### Data section
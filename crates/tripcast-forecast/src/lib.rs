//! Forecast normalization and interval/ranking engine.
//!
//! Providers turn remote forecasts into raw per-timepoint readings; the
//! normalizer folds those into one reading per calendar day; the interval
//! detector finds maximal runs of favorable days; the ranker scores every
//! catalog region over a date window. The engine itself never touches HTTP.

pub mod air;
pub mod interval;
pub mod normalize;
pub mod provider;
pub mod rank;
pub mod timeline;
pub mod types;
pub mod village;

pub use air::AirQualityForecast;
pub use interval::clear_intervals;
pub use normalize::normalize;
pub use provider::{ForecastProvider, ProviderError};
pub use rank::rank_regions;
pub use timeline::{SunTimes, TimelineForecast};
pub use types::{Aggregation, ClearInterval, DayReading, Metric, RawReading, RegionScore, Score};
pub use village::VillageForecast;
######
### Data section
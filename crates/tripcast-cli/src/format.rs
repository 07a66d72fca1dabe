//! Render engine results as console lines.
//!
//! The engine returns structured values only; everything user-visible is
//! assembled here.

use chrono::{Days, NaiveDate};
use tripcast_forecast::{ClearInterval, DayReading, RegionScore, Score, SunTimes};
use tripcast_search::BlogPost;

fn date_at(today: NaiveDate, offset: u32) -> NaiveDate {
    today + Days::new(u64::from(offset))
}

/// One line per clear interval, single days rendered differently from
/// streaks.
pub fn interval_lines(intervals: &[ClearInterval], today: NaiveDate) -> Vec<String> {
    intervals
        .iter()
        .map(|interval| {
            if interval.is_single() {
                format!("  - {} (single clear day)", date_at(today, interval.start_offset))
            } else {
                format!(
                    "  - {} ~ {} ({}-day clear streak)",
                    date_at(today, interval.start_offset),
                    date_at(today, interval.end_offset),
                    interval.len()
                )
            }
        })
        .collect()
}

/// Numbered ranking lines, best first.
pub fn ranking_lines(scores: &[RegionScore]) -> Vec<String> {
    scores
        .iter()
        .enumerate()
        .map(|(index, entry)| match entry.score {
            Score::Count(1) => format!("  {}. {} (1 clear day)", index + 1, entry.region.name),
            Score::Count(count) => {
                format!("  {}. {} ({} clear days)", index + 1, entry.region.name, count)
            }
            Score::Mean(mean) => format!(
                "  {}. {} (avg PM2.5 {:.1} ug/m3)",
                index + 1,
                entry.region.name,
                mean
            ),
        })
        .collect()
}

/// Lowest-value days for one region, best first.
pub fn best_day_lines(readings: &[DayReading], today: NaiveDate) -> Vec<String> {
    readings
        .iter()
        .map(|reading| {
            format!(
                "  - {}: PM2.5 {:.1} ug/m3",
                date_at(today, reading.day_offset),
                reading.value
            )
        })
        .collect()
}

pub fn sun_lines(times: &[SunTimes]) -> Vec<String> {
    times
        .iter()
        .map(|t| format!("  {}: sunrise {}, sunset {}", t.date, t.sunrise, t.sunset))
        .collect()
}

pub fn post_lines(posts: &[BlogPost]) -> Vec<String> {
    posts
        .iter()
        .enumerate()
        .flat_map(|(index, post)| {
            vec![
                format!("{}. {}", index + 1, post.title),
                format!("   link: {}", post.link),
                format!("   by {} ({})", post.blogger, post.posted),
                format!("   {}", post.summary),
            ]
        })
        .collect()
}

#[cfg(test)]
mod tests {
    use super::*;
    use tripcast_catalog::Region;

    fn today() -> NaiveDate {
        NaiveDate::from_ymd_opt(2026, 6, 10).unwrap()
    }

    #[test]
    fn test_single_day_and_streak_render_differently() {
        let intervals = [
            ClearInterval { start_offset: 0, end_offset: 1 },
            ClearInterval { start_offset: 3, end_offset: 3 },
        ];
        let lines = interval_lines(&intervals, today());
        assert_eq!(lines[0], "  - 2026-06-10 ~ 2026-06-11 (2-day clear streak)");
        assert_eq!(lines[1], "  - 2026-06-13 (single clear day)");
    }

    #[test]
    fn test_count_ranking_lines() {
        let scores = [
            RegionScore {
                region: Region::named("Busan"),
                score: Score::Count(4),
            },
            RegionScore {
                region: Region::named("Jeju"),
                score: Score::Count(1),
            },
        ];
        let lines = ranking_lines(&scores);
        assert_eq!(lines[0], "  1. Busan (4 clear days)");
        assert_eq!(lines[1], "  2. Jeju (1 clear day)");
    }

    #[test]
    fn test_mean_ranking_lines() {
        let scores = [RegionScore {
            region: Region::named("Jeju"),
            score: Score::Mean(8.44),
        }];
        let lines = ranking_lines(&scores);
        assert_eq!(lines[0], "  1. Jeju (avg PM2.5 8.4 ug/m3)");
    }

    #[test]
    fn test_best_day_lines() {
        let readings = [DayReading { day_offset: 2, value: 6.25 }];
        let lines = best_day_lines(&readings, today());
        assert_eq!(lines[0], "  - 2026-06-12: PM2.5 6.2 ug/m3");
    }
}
######
** Work to complete **
Using the entries above, repeat only the lines from the one containing "filename crates/tripcast-forecast/src/lib.rs" through the one containing "pub mod village;", end lines included.

** Result of the task **
filename crates/tripcast-forecast/src/lib.rs
//! Forecast normalization and interval/ranking engine.
//!
//! Providers turn remote forecasts into raw per-timepoint readings; the
//! normalizer folds those into one reading per calendar day; the interval
//! detector finds maximal runs of favorable days; the ranker scores every
//! catalog region over a date window. The engine itself never touches HTTP.

pub mod air;
pub mod interval;
pub mod normalize;
pub mod provider;
pub mod rank;
pub mod timeline;
pub mod types;
pub mod village;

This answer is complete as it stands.